Though there are recent advances in genomics, gene therapies that can be-viral based have limited utility in brain tumors due to their inability to cross the BBB (Sheikov et al. 2006). FUS can, however, increase cell membrane permeability for use in gene therapy (Frenkel 2008; Deng et al. 2004). The first demonstration of FUS-mediated viral vectors was performed using the radiolabeled HSV vector (Shimamura et al. 2004). More recently, enhanced delivery and expression of the luciferase gene was seen in the rat brain using this method (Etame et al. 2012). Also, delivery of short interfering RNA (siRNA) and genes into the brain and cell membrane using FUS (Kinoshita and Hynynen 2005; Raymond et al. 2008) was successfully demonstrated. Given these successes, it follows logically that this technology could help deliver microRNA or short hairpin RNAs to silence and downregulate the expression of an aberrantly expressed protein.

7 The Future

In the future, TcMRgFUS can be used for the treatment of a potentially extensive range of CNS diseases and disorders. Not only is it non-invasive, but it is targeted and repeatable. Its use within an MRI unit enables precise anatomical and functional guidance unlike any other technology. Capabilities of FUS include the ability to non-invasively ablate tissue volume (replacing neurosurgery and radiosurgery), deliver drugs to targeted brain regions through a temporary disruption of the BBB (revolutionizing neuro-oncology and neuropharmacology), and reversibly modulate neuronal function (providing a tool with unprecedented abilities that can transform neuroscience). In recent years, with the development of devices capable of focusing ultrasound through the human skull, the demonstration of feasibility in humans, and the large number of pre-clinical studies that have been published, it has become clear that this technique is mature and ready to be moved to patients. However, this translation will be difficult since, for most people, the therapeutic use of ultrasound on the brain is a radical concept—a game changer. Significant work is therefore needed to prove that it can be applied safely before wide-scale testing and, ultimately, adoption, can take place.

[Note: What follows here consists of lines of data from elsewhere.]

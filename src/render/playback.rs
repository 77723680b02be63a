//! Fixed-rate playback: drives a freshly mounted chart to a point in time and renders
//! single frames or whole sequences.

use std::path::PathBuf;

use anyhow::Context;

use crate::chart::mount::{ChartFrame, RingChart};
use crate::config::chart_spec::ChartSpec;
use crate::foundation::core::{Canvas, Fps};
use crate::foundation::error::{RingError, RingResult};
use crate::render::raster::{rasterize_svg, write_png};
use crate::render::svg::svg_document;

/// Options shared by every playback entry point.
#[derive(Clone, Debug, PartialEq)]
pub struct PlaybackOpts {
    /// Overrides the chart's own frame rate.
    pub fps: Option<Fps>,
    /// Ring hovered from the first frame on.
    pub hover: Option<usize>,
    /// Canvas fill behind the chart; transparent when `None`.
    pub background: Option<String>,
}

impl Default for PlaybackOpts {
    fn default() -> Self {
        Self {
            fps: None,
            hover: None,
            background: Some("#09090b".to_string()),
        }
    }
}

/// One rendered frame in both scene and SVG form.
#[derive(Clone, Debug, PartialEq)]
pub struct RenderedFrame {
    /// Frame number, from 0.
    pub index: u64,
    /// Scene.
    pub chart: ChartFrame,
    /// Scene as an SVG document.
    pub svg: String,
}

/// Configuration given to a [`FrameSink`] before the first frame.
#[derive(Clone, Copy, Debug, PartialEq)]
pub struct SinkConfig {
    /// Size of every frame.
    pub canvas: Canvas,
    /// Frame rate of the sequence.
    pub fps: Fps,
    /// Number of frames that will be pushed.
    pub frame_count: u64,
}

/// Consumer of rendered frames. `push_frame` is called in strictly increasing index order.
pub trait FrameSink {
    /// Called once before the first frame.
    fn begin(&mut self, cfg: SinkConfig) -> RingResult<()>;
    /// Consumes one frame.
    fn push_frame(&mut self, frame: &RenderedFrame) -> RingResult<()>;
    /// Called once after the last frame.
    fn end(&mut self) -> RingResult<()>;
}

/// Keeps every frame in memory.
#[derive(Debug, Default)]
pub struct InMemorySink {
    cfg: Option<SinkConfig>,
    /// Frames in order.
    pub frames: Vec<RenderedFrame>,
}

impl InMemorySink {
    /// An empty sink.
    pub fn new() -> Self {
        Self::default()
    }

    /// Configuration from the last `begin`.
    pub fn config(&self) -> Option<SinkConfig> {
        self.cfg
    }
}

impl FrameSink for InMemorySink {
    fn begin(&mut self, cfg: SinkConfig) -> RingResult<()> {
        self.cfg = Some(cfg);
        self.frames.clear();
        Ok(())
    }

    fn push_frame(&mut self, frame: &RenderedFrame) -> RingResult<()> {
        self.frames.push(frame.clone());
        Ok(())
    }

    fn end(&mut self) -> RingResult<()> {
        Ok(())
    }
}

/// File format written by [`DirSink`].
#[derive(Clone, Copy, Debug, PartialEq, Eq)]
pub enum ImageFormat {
    /// Vector frames, written as-is.
    Svg,
    /// Rasterized frames.
    Png,
}

impl ImageFormat {
    /// File extension, without the dot.
    pub fn extension(self) -> &'static str {
        match self {
            Self::Svg => "svg",
            Self::Png => "png",
        }
    }
}

/// Writes `frame_00000.<ext>`, `frame_00001.<ext>`, ... into a directory.
#[derive(Debug)]
pub struct DirSink {
    dir: PathBuf,
    format: ImageFormat,
    canvas: Option<Canvas>,
    written: Vec<PathBuf>,
}

impl DirSink {
    /// A sink writing into `dir`, created on `begin`.
    pub fn new(dir: impl Into<PathBuf>, format: ImageFormat) -> Self {
        Self {
            dir: dir.into(),
            format,
            canvas: None,
            written: Vec::new(),
        }
    }

    /// Files written so far, in frame order.
    pub fn written(&self) -> &[PathBuf] {
        &self.written
    }
}

impl FrameSink for DirSink {
    fn begin(&mut self, cfg: SinkConfig) -> RingResult<()> {
        std::fs::create_dir_all(&self.dir)
            .with_context(|| format!("create output dir '{}'", self.dir.display()))?;
        self.canvas = Some(cfg.canvas);
        self.written.clear();
        Ok(())
    }

    fn push_frame(&mut self, frame: &RenderedFrame) -> RingResult<()> {
        let canvas = self
            .canvas
            .ok_or_else(|| RingError::render("DirSink::push_frame called before begin"))?;
        let path = self.dir.join(format!(
            "frame_{:05}.{}",
            frame.index,
            self.format.extension()
        ));
        match self.format {
            ImageFormat::Svg => std::fs::write(&path, &frame.svg)
                .with_context(|| format!("write svg '{}'", path.display()))?,
            ImageFormat::Png => write_png(&path, &rasterize_svg(&frame.svg, canvas)?)?,
        }
        self.written.push(path);
        Ok(())
    }

    fn end(&mut self) -> RingResult<()> {
        tracing::debug!(frames = self.written.len(), dir = %self.dir.display(), "sink finished");
        Ok(())
    }
}

fn check_time(secs: f64, what: &str) -> RingResult<()> {
    if !secs.is_finite() || secs < 0.0 {
        return Err(RingError::animation(format!(
            "{what} must be finite and >= 0, got {secs}"
        )));
    }
    Ok(())
}

fn mount_for_playback(spec: &ChartSpec, opts: &PlaybackOpts) -> RingChart {
    let mut chart = spec.mount();
    if opts.hover.is_some() {
        chart.set_hovered_index(opts.hover);
    }
    chart
}

/// Advances `chart` by `secs` in steps no longer than one frame.
pub fn advance(chart: &mut RingChart, fps: Fps, secs: f64) {
    let steps = fps.secs_to_frames_ceil(secs);
    if steps == 0 {
        return;
    }
    let dt = secs / steps as f64;
    for _ in 0..steps {
        chart.tick(dt);
    }
}

/// Mounts `spec` and plays it forward to `t` seconds.
#[tracing::instrument(skip(spec, opts), fields(rings = spec.data.len()))]
pub fn render_frame_at(spec: &ChartSpec, t: f64, opts: &PlaybackOpts) -> RingResult<ChartFrame> {
    check_time(t, "frame time")?;
    let fps = opts.fps.unwrap_or(spec.fps);
    let mut chart = mount_for_playback(spec, opts);
    advance(&mut chart, fps, t);
    Ok(chart.frame())
}

/// Like [`render_frame_at`], serialized as an SVG document.
pub fn render_svg_at(spec: &ChartSpec, t: f64, opts: &PlaybackOpts) -> RingResult<String> {
    let frame = render_frame_at(spec, t, opts)?;
    Ok(svg_document(&frame, spec.canvas, opts.background.as_deref()))
}

/// Renders frames `0..=ceil(duration * fps)` into `sink`. Returns the number of frames.
#[tracing::instrument(skip(spec, opts, sink), fields(rings = spec.data.len()))]
pub fn render_sequence(
    spec: &ChartSpec,
    duration: f64,
    opts: &PlaybackOpts,
    sink: &mut dyn FrameSink,
) -> RingResult<u64> {
    check_time(duration, "duration")?;
    let fps = opts.fps.unwrap_or(spec.fps);
    let last = fps.secs_to_frames_ceil(duration);
    let frame_count = last + 1;

    sink.begin(SinkConfig {
        canvas: spec.canvas,
        fps,
        frame_count,
    })?;
    let mut chart = mount_for_playback(spec, opts);
    let dt = fps.frame_duration_secs();
    for index in 0..frame_count {
        if index > 0 {
            chart.tick(dt);
        }
        let frame = chart.frame();
        let svg = svg_document(&frame, spec.canvas, opts.background.as_deref());
        sink.push_frame(&RenderedFrame {
            index,
            chart: frame,
            svg,
        })?;
    }
    sink.end()?;
    Ok(frame_count)
}

#[cfg(test)]
#[path = "../../tests/unit/render/playback.rs"]
mod tests;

We have seen exponential progress and advancements in MRgFUS. Multiple clinical trials have now begun for essential tremor, movement disorders, and chronic neuropathic pain, as well as for brain metastasis. Thermal ablation using MRgFUS can be expected to change the neurosurgical and radiation oncology fields. In regards to MRgFUS BBBD, preliminary pre-clinical results demonstrate both feasibility and efficacy to increase the delivery of molecules and therapeutics across the BBB (Min et al. 2011), a situation that should lead to many therapeutic opportunities to enter the brain, using treatments in sufficient concentrations to cause an effective therapeutic response. TcMRgFUS-induced neuromodulation has the potential to replace transcranial magnetic stimulation (TMS) as the testing method for brain function and functional connectivity (Yoo et al. 2011). Potentially, epilepsy can also be localized and even treated with TcMRgFUS(98).

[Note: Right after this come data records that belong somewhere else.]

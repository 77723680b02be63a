//! ringmotion draws multi-ring radial progress charts and animates their entrance.
//!
//! Each datum becomes one annular ring: a full-circle background track plus a progress arc
//! that sweeps clockwise from 12 o'clock. Mounting a chart plays a two-phase entrance:
//!
//! 1. **Tracks** scale in from zero, staggered by ring index.
//! 2. **Progress arcs** wait for a per-ring delay, then sweep to their value under a
//!    damped spring.
//!
//! Hovering one ring fades the others and lifts the hovered arc with an optional glow.
//!
//! # Model
//!
//! - [`RingContext`] holds the data, radius layout, colors, hover state and the animation
//!   epoch shared by every ring of one chart.
//! - [`RingChart`] is the mounted chart: one [`RingRenderer`] per ring, driven by the host
//!   through [`RingChart::tick`] and read back as a [`ChartFrame`].
//! - [`arc_path`] is the pure geometry underneath: radii and angles in, SVG path data out.
//!
//! Everything is single-threaded and frame-driven; time only moves inside `tick`.
//!
//! # Output
//!
//! [`svg_document`] serializes a frame, [`rasterize_svg`] turns it into pixels, and the
//! playback helpers ([`render_frame_at`], [`render_sequence`]) drive a chart described by a
//! [`ChartSpec`] at a fixed frame rate.
#![forbid(unsafe_code)]
#![deny(missing_docs)]
#![allow(missing_docs_in_private_items)]

mod animation;
mod chart;
mod config;
mod foundation;
mod geometry;
mod render;

pub use animation::ease::Ease;
pub use animation::spring::{Spring, SpringConfig};
pub use animation::timer::{Timeout, TimeoutState};
pub use animation::tween::Tween;
pub use chart::context::{DEFAULT_TRACK_COLOR, HoverFlags, RingContext, SubscriptionId};
pub use chart::model::{
    Palette, RadiusPair, RadiusResolver, RingDatum, RingLayout, RingOrder, RingProps,
    RingSeries,
};
pub use chart::mount::{ChartFrame, RingChart};
pub use chart::progress::{
    PROGRESS_BASE_DELAY, PROGRESS_STAGGER, ProgressAnimator, ProgressPhase, progress_delay,
};
pub use chart::ring::{
    ArcLayer, FADED_PROGRESS_OPACITY, FADED_TRACK_OPACITY, GLOW_BLUR_RADIUS, Glow,
    HOVER_TRANSITION_SECS, HOVERED_PROGRESS_SCALE, ProgressMode, RingFrame, RingRenderer,
    TRACK_EXPAND_STAGGER, track_expand_delay,
};
pub use config::chart_spec::{ChartSpec, RingOverride};
pub use foundation::core::{BezPath, Canvas, Fps, Point, Vec2};
pub use foundation::error::{RingError, RingResult};
pub use geometry::arc::{
    ArcPath, ArcSpec, MIN_VISIBLE_SWEEP, PROGRESS_START_ANGLE, TRACK_END_ANGLE,
    TRACK_START_ANGLE, annulus_contains, arc_bez_path, arc_path, rounded_corner_radius,
};
pub use render::playback::{
    DirSink, FrameSink, ImageFormat, InMemorySink, PlaybackOpts, RenderedFrame, SinkConfig,
    advance, render_frame_at, render_sequence, render_svg_at,
};
pub use render::raster::{RasterFrame, rasterize_svg, write_png};
pub use render::svg::svg_document;
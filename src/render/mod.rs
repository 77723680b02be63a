pub(crate) mod playback;
pub(crate) mod raster;
pub(crate) mod svg;
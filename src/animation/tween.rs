use crate::animation::ease::Ease;

/// Fixed-duration interpolation toward a target that can change mid-flight.
///
/// Retargeting starts a fresh transition from wherever the value currently is, so hover
/// flicker never produces a jump.
#[derive(Clone, Debug, PartialEq)]
pub struct Tween {
    from: f64,
    to: f64,
    elapsed: f64,
    duration: f64,
    ease: Ease,
}

impl Tween {
    /// A tween resting at `value`.
    pub fn settled(value: f64, duration: f64, ease: Ease) -> Self {
        Self {
            from: value,
            to: value,
            elapsed: duration,
            duration,
            ease,
        }
    }

    /// Starts a transition to `to`. Retargeting to the current target changes nothing.
    pub fn retarget(&mut self, to: f64) {
        if to == self.to {
            return;
        }
        self.from = self.value();
        self.to = to;
        self.elapsed = 0.0;
    }

    /// Jumps straight to `value`.
    pub fn snap(&mut self, value: f64) {
        self.from = value;
        self.to = value;
        self.elapsed = self.duration;
    }

    /// Advances by `dt` seconds. Returns whether the transition is still running.
    pub fn tick(&mut self, dt: f64) -> bool {
        if dt > 0.0 {
            self.elapsed = (self.elapsed + dt).min(self.duration);
        }
        self.is_animating()
    }

    /// Eased value at the current point of the transition.
    pub fn value(&self) -> f64 {
        if !(self.duration > 0.0) || self.elapsed >= self.duration {
            return self.to;
        }
        let t = self.elapsed / self.duration;
        self.from + (self.to - self.from) * self.ease.apply(t)
    }

    /// Value the tween ends on.
    pub fn target(&self) -> f64 {
        self.to
    }

    /// Whether the transition still needs ticks.
    pub fn is_animating(&self) -> bool {
        self.duration > 0.0 && self.elapsed < self.duration
    }
}

#[cfg(test)]
#[path = "../../tests/unit/animation/tween.rs"]
mod tests;
// src/main.rs - Command-line front end for the smoother
use clap::Parser;
use std::path::PathBuf;

use trajectory_timing::config::{self, Config};
use trajectory_timing::input::PathFile;
use trajectory_timing::motion::check_limits;
use trajectory_timing::IterativeSmoother;

/// Time-parameterize a joint-space path
#[derive(Parser, Debug)]
#[command(name = "trajectory-timing", about = "Assign limit-respecting timing to an unclocked joint path.")]
struct Cli {
    /// Waypoint file (.toml, or .json)
    #[arg(short, long)]
    input: PathBuf,

    /// Smoother config and joint limit table (TOML)
    #[arg(short, long)]
    config: Option<PathBuf>,

    /// Write the result here instead of stdout
    #[arg(short, long)]
    output: Option<PathBuf>,

    /// Override smoother.max_iterations
    #[arg(long)]
    max_iterations: Option<u32>,

    /// Override smoother.max_time_change_per_iteration
    #[arg(long)]
    max_time_change: Option<f64>,

    /// Log debug output, including the full smoothed trajectory
    #[arg(short, long)]
    verbose: bool,
}

fn main() -> Result<(), Box<dyn std::error::Error + Send + Sync + 'static>> {
    let cli = Cli::parse();

    // Logs go to stderr so stdout stays valid JSON
    tracing_subscriber::fmt()
        .with_max_level(if cli.verbose { tracing::Level::DEBUG } else { tracing::Level::INFO })
        .with_writer(std::io::stderr)
        .init();

    let mut config = match &cli.config {
        Some(path) => {
            tracing::info!("Loading configuration from: {}", path.display());
            config::load_config(&path.to_string_lossy())?
        }
        None => Config::default(),
    };
    if let Some(max_iterations) = cli.max_iterations {
        config.smoother.max_iterations = max_iterations;
    }
    if let Some(max_time_change) = cli.max_time_change {
        config.smoother.max_time_change_per_iteration = max_time_change;
    }
    config.validate()?;

    let (trajectory, limits) = PathFile::load(&cli.input)
        .map_err(|e| {
            tracing::error!("Failed to read waypoints from '{}': {}", cli.input.display(), e);
            e
        })?
        .into_parts(&config);
    tracing::info!(
        "Smoothing {} waypoints over {} joints",
        trajectory.len(),
        trajectory.num_joints()
    );

    let smoother = IterativeSmoother::new(config.smoother.clone());
    let outcome = smoother.smooth(&trajectory, &limits)?;
    tracing::info!(
        "Status: {:?} after {} passes, duration {:.4}s",
        outcome.status,
        outcome.iterations,
        outcome.duration()
    );

    let violations = check_limits(&outcome.trajectory, &limits, smoother.config().rounding_tolerance);
    for violation in &violations {
        tracing::warn!(
            "{:?} limit exceeded on joint '{}' at {}: {:.4} > {:.4}",
            violation.quantity,
            outcome.trajectory.joint_names[violation.joint],
            violation.index,
            violation.value.abs(),
            violation.limit
        );
    }

    let report = serde_json::json!({
        "status": outcome.status,
        "converged": outcome.converged(),
        "iterations": outcome.iterations,
        "intervals": outcome.intervals,
        "violations": violations,
        "trajectory": outcome.trajectory,
    });
    let text = serde_json::to_string_pretty(&report)?;
    match &cli.output {
        Some(path) => {
            std::fs::write(path, text)?;
            tracing::info!("Wrote {}", path.display());
        }
        None => println!("{}", text),
    }

    Ok(())
}
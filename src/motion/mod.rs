// src/motion/mod.rs - Time parameterization pipeline
//
// velocity -> acceleration -> materialize, driven by smoother

pub mod acceleration;
pub mod budget;
pub mod limits;
pub mod materialize;
pub mod report;
pub mod smoother;
pub mod stencil;
pub mod velocity;
pub mod verify;

pub use acceleration::{Convergence, RelaxationParams};
pub use budget::{BudgetExhausted, IterationBudget};
pub use limits::{EffectiveLimits, DEFAULT_LIMIT};
pub use materialize::START_TIME_OFFSET;
pub use smoother::{IterativeSmoother, SmoothingOutcome};
pub use stencil::NeighborPolicy;
pub use verify::{check_limits, LimitViolation, Quantity};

While the investigation of therapeutic applications of FUS in the brain is not new, clinical translation of this technology has been hampered by its novelty, the huge expense needed for clinical translation of new treatments for CNS disease, and the perceived high risks involved in developing and applying new technologies for brain treatments, particularly for non-oncological applications. Despite these obstacles, today, MRgFUS has evolved into a clinical device that is being tested with patients, and the pre-clinical data on the system is largely mature. Compared to the enormous clinical potential, the investment needed to demonstrate that these uses of FUS are possible and effective is small. FUS is a classic “high-risk, high-reward” technology with the reward being uniquely high and truly “transformative.”

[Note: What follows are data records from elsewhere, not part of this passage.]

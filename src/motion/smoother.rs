// src/motion/smoother.rs - Iterative parabolic time parameterization
use rayon::prelude::*;
use serde::Serialize;

use crate::config::SmootherConfig;
use crate::motion::acceleration::{apply_acceleration_constraints, Convergence};
use crate::motion::budget::IterationBudget;
use crate::motion::limits::resolve_all;
use crate::motion::materialize::update_trajectory;
use crate::motion::report::log_trajectory;
use crate::motion::velocity::apply_velocity_constraints;
use crate::trajectory::{JointLimit, Trajectory, TrajectoryError};

/// Result of one smoother run.
#[derive(Debug, Clone, Serialize)]
pub struct SmoothingOutcome {
    /// Copy of the input with time stamps and derivatives filled in
    pub trajectory: Trajectory,
    /// Final duration of each segment
    pub intervals: Vec<f64>,
    pub status: Convergence,
    /// Relaxation passes performed
    pub iterations: u32,
}

impl SmoothingOutcome {
    /// The run completed. Always true; see [`Self::converged`] for whether
    /// the acceleration limits were actually met.
    pub fn success(&self) -> bool {
        true
    }

    pub fn converged(&self) -> bool {
        self.status == Convergence::Converged
    }

    /// Time stamp of the last waypoint.
    pub fn duration(&self) -> f64 {
        self.trajectory
            .waypoints
            .last()
            .map_or(0.0, |w| w.time_from_start)
    }
}

/// Assigns segment durations to an unclocked joint path so that joint
/// velocities and accelerations stay within their limits.
///
/// The result is feasible but not time-optimal. Positions are never changed.
#[derive(Debug, Clone, Default)]
pub struct IterativeSmoother {
    config: SmootherConfig,
}

impl IterativeSmoother {
    pub fn new(config: SmootherConfig) -> Self {
        Self { config }
    }

    pub fn config(&self) -> &SmootherConfig {
        &self.config
    }

    /// Budget derived from the configured iteration cap and time limit.
    pub fn default_budget(&self) -> IterationBudget {
        let budget = IterationBudget::new(self.config.max_iterations);
        match self.config.time_limit() {
            Some(limit) => budget.with_time_limit(limit),
            None => budget,
        }
    }

    pub fn smooth(
        &self,
        trajectory: &Trajectory,
        limits: &[JointLimit],
    ) -> Result<SmoothingOutcome, TrajectoryError> {
        self.smooth_with_budget(trajectory, limits, self.default_budget())
    }

    /// Like [`Self::smooth`], but bounded by a caller-supplied budget.
    pub fn smooth_with_budget(
        &self,
        trajectory: &Trajectory,
        limits: &[JointLimit],
        mut budget: IterationBudget,
    ) -> Result<SmoothingOutcome, TrajectoryError> {
        trajectory.validate(limits)?;

        let mut output = trajectory.clone();
        let effective = resolve_all(limits);
        let mut intervals = apply_velocity_constraints(&mut output, &effective);
        let summary = apply_acceleration_constraints(
            &output,
            &mut intervals,
            &effective,
            &self.config.relaxation_params(),
            &mut budget,
        );

        match summary.convergence {
            Convergence::Converged => tracing::debug!(
                "Smoothed {} waypoints in {} passes ({} corrections)",
                output.len(),
                summary.iterations,
                summary.corrections
            ),
            status => tracing::warn!(
                "Smoother stopped before converging ({:?}) after {} passes; accelerations may exceed limits",
                status,
                summary.iterations
            ),
        }

        update_trajectory(&mut output, &intervals);
        log_trajectory(&output, limits);

        Ok(SmoothingOutcome {
            trajectory: output,
            intervals,
            status: summary.convergence,
            iterations: summary.iterations,
        })
    }

    /// Smooth independent trajectories in parallel. Results keep input order.
    pub fn smooth_batch(
        &self,
        jobs: &[(Trajectory, Vec<JointLimit>)],
    ) -> Vec<Result<SmoothingOutcome, TrajectoryError>> {
        jobs.par_iter()
            .map(|(trajectory, limits)| self.smooth(trajectory, limits))
            .collect()
    }
}
// src/input.rs - Waypoint files for the command-line tool
use serde::Deserialize;
use std::path::Path;
use thiserror::Error;

use crate::config::Config;
use crate::trajectory::{JointLimit, Trajectory, Waypoint};

#[derive(Debug, Error)]
pub enum InputError {
    #[error("IO error: {0}")]
    Io(#[from] std::io::Error),
    #[error("TOML parse error: {0}")]
    Toml(#[from] toml::de::Error),
    #[error("JSON parse error: {0}")]
    Json(#[from] serde_json::Error),
}

/// Unclocked path plus optional inline limits.
///
/// ```toml
/// joint_names = ["pan", "tilt"]
///
/// [[waypoints]]
/// positions = [0.0, 0.0]
///
/// [[waypoints]]
/// positions = [0.5, -0.2]
///
/// [[limits]]
/// joint_name = "pan"
/// max_velocity = 1.0
/// has_velocity_limits = true
/// ```
#[derive(Debug, Clone, Deserialize)]
pub struct PathFile {
    pub joint_names: Vec<String>,
    #[serde(default)]
    pub waypoints: Vec<Waypoint>,
    #[serde(default)]
    pub limits: Option<Vec<JointLimit>>,
}

impl PathFile {
    pub fn parse_toml(contents: &str) -> Result<Self, InputError> {
        Ok(toml::from_str(contents)?)
    }

    pub fn parse_json(contents: &str) -> Result<Self, InputError> {
        Ok(serde_json::from_str(contents)?)
    }

    /// Read a `.json` file as JSON and anything else as TOML.
    pub fn load(path: &Path) -> Result<Self, InputError> {
        let contents = std::fs::read_to_string(path)?;
        match path.extension().and_then(|e| e.to_str()) {
            Some("json") => Self::parse_json(&contents),
            _ => Self::parse_toml(&contents),
        }
    }

    /// Split into the trajectory and its limits. Inline limits win over the
    /// config joint table.
    pub fn into_parts(self, config: &Config) -> (Trajectory, Vec<JointLimit>) {
        let trajectory = Trajectory {
            joint_names: self.joint_names,
            waypoints: self.waypoints,
        };
        let limits = match self.limits {
            Some(limits) => limits,
            None => config.limits_for(&trajectory),
        };
        (trajectory, limits)
    }
}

In conclusion, as it progressively demonstrates an increase in its clinical applicability and visibility, MRgFUS can be anticipated to radically shift the therapeutic paradigms for brain disease treatment The treatments possible with TcMRgFUS, applied alone or in combination, can completely change clinical practice and open up entirely new directions in the treatment of CNS diseases.